● **WHAT YOU ARE ASKED TO DO**
Print the whole listing, character for character.

● **DATA SUPPLIED**
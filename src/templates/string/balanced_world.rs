//! Whether round and square brackets balance on each line of text.

use crate::templates::prelude::*;

pub struct BalancedWorld;

static INFO: TemplateInfo = TemplateInfo {
    id: "4949",
    title: "Balanced world",
    category: Category::String,
    input: &[Field::line("text").until(".")],
    output: &[Field::word("verdict").until_end()],
    constraints: &["each line has at most 100 characters and ends with `.`", "input ends with a line holding only `.`"],
    samples: &[Sample {
        input: "So when I die (the [first] I will see in (heaven) a score list).\n[ first in ] ( first out ).\nHalf Moon tonight (At least it is better than no Moon at all].\nA rope may form )( a trail in a maze.\nHelp( I[m being held prisoner in a fortune cookie factory)].\n([ (([( [ ] ) ( ) (( ))] )) ]).\n .\n.\n",
        output: "yes\nyes\nno\nno\nno\nyes\nyes\n",
    }],
};

fn balanced(line: &str) -> bool {
    let mut open = Vec::new();
    for b in line.bytes() {
        match b {
            b'(' | b'[' => open.push(b),
            b')' if open.pop() != Some(b'(') => return false,
            b']' if open.pop() != Some(b'[') => return false,
            _ => {}
        }
    }
    open.is_empty()
}

impl Template for BalancedWorld {
    type Input = Vec<String>;
    type Output = Vec<bool>;

    fn info(&self) -> &'static TemplateInfo {
        &INFO
    }

    fn parse(&self, sc: &mut Scanner<'_>) -> Result<Vec<String>, InputError> {
        let mut lines = Vec::new();
        loop {
            let line = sc.line("text")?;
            if line == "." {
                return Ok(lines);
            }
            if line.len() > 100 {
                return Err(InputError::constraint("text", "line longer than 100 characters"));
            }
            lines.push(line.to_string());
        }
    }

    fn solve(&self, lines: &Vec<String>) -> Vec<bool> {
        lines.iter().map(|l| balanced(l)).collect()
    }

    fn render(&self, output: &Vec<bool>, out: &mut String) {
        for &ok in output {
            push_line(out, [if ok { "yes" } else { "no" }]);
        }
    }
}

● **WRITTEN RESPONSE**
filename src/templates/string/balanced_world.rs
//! Whether round and square brackets balance on each line of text.

use crate::templates::prelude::*;

pub struct BalancedWorld;

static INFO: TemplateInfo = TemplateInfo {
    id: "4949",
    title: "Balanced world",
    category: Category::String,
    input: &[Field::line("text").until(".")],
    output: &[Field::word("verdict").until_end()],
    constraints: &["each line has at most 100 characters and ends with `.`", "input ends with a line holding only `.`"],
    samples: &[Sample {
        input: "So when I die (the [first] I will see in (heaven) a score list).\n[ first in ] ( first out ).\nHalf Moon tonight (At least it is better than no Moon at all].\nA rope may form )( a trail in a maze.\nHelp( I[m being held prisoner in a fortune cookie factory)].\n([ (([( [ ] ) ( ) (( ))] )) ]).\n .\n.\n",
        output: "yes\nyes\nno\nno\nno\nyes\nyes\n",
    }],
};

fn balanced(line: &str) -> bool {
    let mut open = Vec::new();
    for b in line.bytes() {
        match b {
            b'(' | b'[' => open.push(b),
            b')' if open.pop() != Some(b'(') => return false,
            b']' if open.pop() != Some(b'[') => return false,
            _ => {}
        }
    }
    open.is_empty()
}

impl Template for BalancedWorld {
    type Input = Vec<String>;
    type Output = Vec<bool>;

    fn info(&self) -> &'static TemplateInfo {
        &INFO
    }

    fn parse(&self, sc: &mut Scanner<'_>) -> Result<Vec<String>, InputError> {
        let mut lines = Vec::new();
        loop {
            let line = sc.line("text")?;
            if line == "." {
                return Ok(lines);
            }
            if line.len() > 100 {
                return Err(InputError::constraint("text", "line longer than 100 characters"));
            }
            lines.push(line.to_string());
        }
    }

    fn solve(&self, lines: &Vec<String>) -> Vec<bool> {
        lines.iter().map(|l| balanced(l)).collect()
    }

    fn render(&self, output: &Vec<bool>, out: &mut String) {
        for &ok in output {
            push_line(out, [if ok { "yes" } else { "no" }]);
        }
    }
}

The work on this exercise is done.